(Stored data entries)
☆ ☆ ☆ ☆
//! Game state management.
//!
//! A [`State`] behaves as an immutable value. Every transition clones the
//! state first and only ever writes to the clone, so a state handed out to a
//! caller never changes underneath it.

use std::fmt;
use std::ops::RangeInclusive;
use std::sync::Arc;

use tracing::debug;

use crate::error::PlacementError;
use crate::game::index::{CellMap, PieceMap};
use crate::game::{Cell, Move, Piece, PieceId, Play, Player, PlayerSlot, Rules};

/// Complete game state.
#[derive(Clone)]
pub struct State {
    pub(super) rules: Rules,
    pub(super) current_player: PlayerSlot,
    pub(super) turn: u32,
    pub(super) players: [Arc<dyn Player>; 2],
    /// Piece id to piece; absent once destroyed.
    pub(super) pieces: PieceMap<Piece>,
    /// Piece id to the cell it's on.
    pub(super) locations: PieceMap<Cell>,
    /// Cell to the id of the piece on it.
    pub(super) occupancy: CellMap,
    pub(super) player1_remaining: u32,
    pub(super) player2_remaining: u32,
}

impl State {
    /// Create the opening state of a game between the two players.
    ///
    /// Player 1's pieces start on row 0 and player 2's on the last row, both
    /// on the odd columns, with piece `i` facing piece `piece_count + i`.
    /// Player 1 moves first.
    #[must_use]
    #[allow(clippy::cast_possible_wrap)]
    pub fn new(rules: Rules, player1: Arc<dyn Player>, player2: Arc<dyn Player>) -> Self {
        let count = rules.piece_count();
        let last_row = rules.board_size() - 1;
        let mut state = Self::empty(rules, PlayerSlot::Player1, player1, player2);

        for i in 0..count {
            // Bounded by the rules' maximum piece count.
            let column = i as i32 * 2 + 1;
            state.place(Piece::new(i + 1, rules.life(), rules.damage()), Cell::new(0, column));
            state.place(
                Piece::new(count + i + 1, rules.life(), rules.damage()),
                Cell::new(last_row, column),
            );
        }
        state.player1_remaining = count;
        state.player2_remaining = count;
        state
    }

    /// Rebuild a state from the pieces on each cell.
    ///
    /// Pieces that aren't listed are treated as destroyed.
    ///
    /// # Errors
    ///
    /// Returns a [`PlacementError`] if a piece id doesn't belong to the rules,
    /// a piece is listed twice or has no life, a cell is off the board, or two
    /// pieces share a cell.
    pub fn from_info(
        rules: Rules,
        current_player: PlayerSlot,
        player1: Arc<dyn Player>,
        player2: Arc<dyn Player>,
        pieces: impl IntoIterator<Item = (Cell, Piece)>,
    ) -> Result<Self, PlacementError> {
        let mut state = Self::empty(rules, current_player, player1, player2);

        for (cell, piece) in pieces {
            let id = piece.id();
            match state.player_for_id(id) {
                PlayerSlot::Player1 => state.player1_remaining += 1,
                PlayerSlot::Player2 => state.player2_remaining += 1,
                PlayerSlot::NoPlayer => return Err(PlacementError::UnknownPiece(id)),
            }
            if state.pieces.get(id).is_some() {
                return Err(PlacementError::DuplicatePiece(id));
            }
            if piece.is_destroyed() {
                return Err(PlacementError::Destroyed(id));
            }
            if !cell.on_board(rules.board_size()) {
                return Err(PlacementError::OffBoard(cell));
            }
            if state.occupancy.get(cell).is_some() {
                return Err(PlacementError::Occupied(cell));
            }
            state.place(piece, cell);
        }

        Ok(state)
    }

    fn empty(
        rules: Rules,
        current_player: PlayerSlot,
        player1: Arc<dyn Player>,
        player2: Arc<dyn Player>,
    ) -> Self {
        let slots = rules.piece_count() as usize * 2;
        Self {
            rules,
            current_player,
            turn: 0,
            players: [player1, player2],
            pieces: PieceMap::new(slots),
            locations: PieceMap::new(slots),
            occupancy: CellMap::new(rules.board_size()),
            player1_remaining: 0,
            player2_remaining: 0,
        }
    }

    fn place(&mut self, piece: Piece, cell: Cell) {
        self.pieces.set(piece.id(), piece);
        self.locations.set(piece.id(), cell);
        self.occupancy.set(cell, piece.id());
    }

    /// Ask the current player for a play and return the state after it.
    ///
    /// A finished game is returned unchanged without asking anyone.
    #[must_use]
    pub fn next_state(&self) -> State {
        if self.winner() != PlayerSlot::NoPlayer {
            return self.clone();
        }
        let play = match self.player(self.current_player) {
            Some(player) => player.play(self),
            None => Play::new(),
        };
        self.next_state_with_play(&play)
    }

    /// Return the state after the current player makes the play.
    ///
    /// The play isn't validated: moves of pieces that aren't the current
    /// player's, repeated pieces, moves off the board and moves onto friendly
    /// pieces are skipped. Check [`is_legal_play`](crate::game::is_legal_play)
    /// first when strict legality matters. A finished game is returned
    /// unchanged.
    #[must_use]
    pub fn next_state_with_play(&self, play: &[Move]) -> State {
        if self.winner() != PlayerSlot::NoPlayer {
            return self.clone();
        }

        let mut next = self.clone();
        let hits = next.apply_play(play);
        let destroyed = next.remove_destroyed(&hits);
        next.current_player = next.current_player.opponent();
        next.turn = next.turn.saturating_add(1);

        debug!(
            turn = next.turn,
            mover = %self.current_player,
            moves = play.len(),
            hits = hits.len(),
            destroyed,
            winner = %next.winner(),
            "applied play"
        );
        next
    }

    /// Rules the game is played with.
    #[must_use]
    pub const fn rules(&self) -> &Rules {
        &self.rules
    }

    /// Side to move in this state.
    #[must_use]
    pub const fn current_player(&self) -> PlayerSlot {
        self.current_player
    }

    /// Side that moves after this state.
    #[must_use]
    pub const fn next_player(&self) -> PlayerSlot {
        self.current_player.opponent()
    }

    /// Number of plays applied since the game was created.
    #[must_use]
    pub const fn turn(&self) -> u32 {
        self.turn
    }

    /// Strategy playing as player 1.
    #[must_use]
    pub fn player1(&self) -> &Arc<dyn Player> {
        &self.players[0]
    }

    /// Strategy playing as player 2.
    #[must_use]
    pub fn player2(&self) -> &Arc<dyn Player> {
        &self.players[1]
    }

    /// Strategy playing the side, if it's a real side.
    #[must_use]
    pub fn player(&self, slot: PlayerSlot) -> Option<&Arc<dyn Player>> {
        match slot {
            PlayerSlot::Player1 => Some(self.player1()),
            PlayerSlot::Player2 => Some(self.player2()),
            PlayerSlot::NoPlayer => None,
        }
    }

    /// Cell the piece is on, or `None` if it isn't on the board.
    #[must_use]
    pub fn cell_for_piece(&self, piece: Piece) -> Option<Cell> {
        self.locations.get(piece.id())
    }

    /// Piece on the cell, or `None` if the cell is empty or off the board.
    #[must_use]
    pub fn piece_for_cell(&self, cell: Cell) -> Option<Piece> {
        self.occupancy.get(cell).and_then(|id| self.pieces.get(id))
    }

    /// Side owning the piece, derived from its id.
    #[must_use]
    pub fn player_for_piece(&self, piece: Piece) -> PlayerSlot {
        self.player_for_id(piece.id())
    }

    pub(crate) fn player_for_id(&self, id: PieceId) -> PlayerSlot {
        let count = self.rules.piece_count();
        if id == 0 {
            PlayerSlot::NoPlayer
        } else if id <= count {
            PlayerSlot::Player1
        } else if id <= count * 2 {
            PlayerSlot::Player2
        } else {
            PlayerSlot::NoPlayer
        }
    }

    /// Ids that can belong to the side.
    pub(crate) fn ids_of(&self, slot: PlayerSlot) -> RangeInclusive<PieceId> {
        let count = self.rules.piece_count();
        match slot {
            PlayerSlot::Player1 => 1..=count,
            PlayerSlot::Player2 => count + 1..=count * 2,
            #[allow(clippy::reversed_empty_ranges)]
            PlayerSlot::NoPlayer => 1..=0,
        }
    }

    /// Live pieces of the side, in id order.
    #[must_use]
    pub fn pieces_of(&self, slot: PlayerSlot) -> Vec<Piece> {
        self.ids_of(slot)
            .filter_map(|id| self.pieces.get(id))
            .filter(|piece| !piece.is_destroyed())
            .collect()
    }

    /// Live pieces of player 1.
    #[must_use]
    pub fn player1_pieces(&self) -> Vec<Piece> {
        self.pieces_of(PlayerSlot::Player1)
    }

    /// Live pieces of player 2.
    #[must_use]
    pub fn player2_pieces(&self) -> Vec<Piece> {
        self.pieces_of(PlayerSlot::Player2)
    }

    /// Live pieces of the side to move.
    #[must_use]
    pub fn current_player_pieces(&self) -> Vec<Piece> {
        self.pieces_of(self.current_player)
    }

    /// Live pieces of the side moving next.
    #[must_use]
    pub fn next_player_pieces(&self) -> Vec<Piece> {
        self.pieces_of(self.next_player())
    }

    /// All live pieces, player 1's first.
    #[must_use]
    pub fn pieces(&self) -> Vec<Piece> {
        let mut pieces = self.player1_pieces();
        pieces.extend(self.player2_pieces());
        pieces
    }

    /// Number of live pieces the side has.
    #[must_use]
    pub const fn remaining(&self, slot: PlayerSlot) -> u32 {
        match slot {
            PlayerSlot::Player1 => self.player1_remaining,
            PlayerSlot::Player2 => self.player2_remaining,
            PlayerSlot::NoPlayer => 0,
        }
    }

    /// Winner of the game, or `NoPlayer` while it's undecided.
    #[must_use]
    pub const fn winner(&self) -> PlayerSlot {
        if self.player1_remaining == 0 {
            PlayerSlot::Player2
        } else if self.player2_remaining == 0 {
            PlayerSlot::Player1
        } else {
            PlayerSlot::NoPlayer
        }
    }
}

/// States are equal when the boards, pieces, turn and side to move match.
/// The strategies aren't compared.
impl PartialEq for State {
    fn eq(&self, other: &Self) -> bool {
        self.rules == other.rules
            && self.current_player == other.current_player
            && self.turn == other.turn
            && self.player1_remaining == other.player1_remaining
            && self.player2_remaining == other.player2_remaining
            && self.pieces == other.pieces
            && self.locations == other.locations
            && self.occupancy == other.occupancy
    }
}

impl Eq for State {}

impl fmt::Debug for State {
    fn fmt(&self, f: &mut fmt::Formatter<'_>) -> fmt::Result {
        f.debug_struct("State")
            .field("rules", &self.rules)
            .field("current_player", &self.current_player)
            .field("turn", &self.turn)
            .field("player1", &self.players[0].name())
            .field("player2", &self.players[1].name())
            .field("player1_remaining", &self.player1_remaining)
            .field("player2_remaining", &self.player2_remaining)
            .field("board", &self.occupancy.iter().collect::<Vec<_>>())
            .finish_non_exhaustive()
    }
}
☆ ☆ ☆ ☆
Work instruction.
Copy out each line of the data that has the word "name" in it.

Result below.
            .field("player1", &self.players[0].name())
            .field("player2", &self.players[1].name())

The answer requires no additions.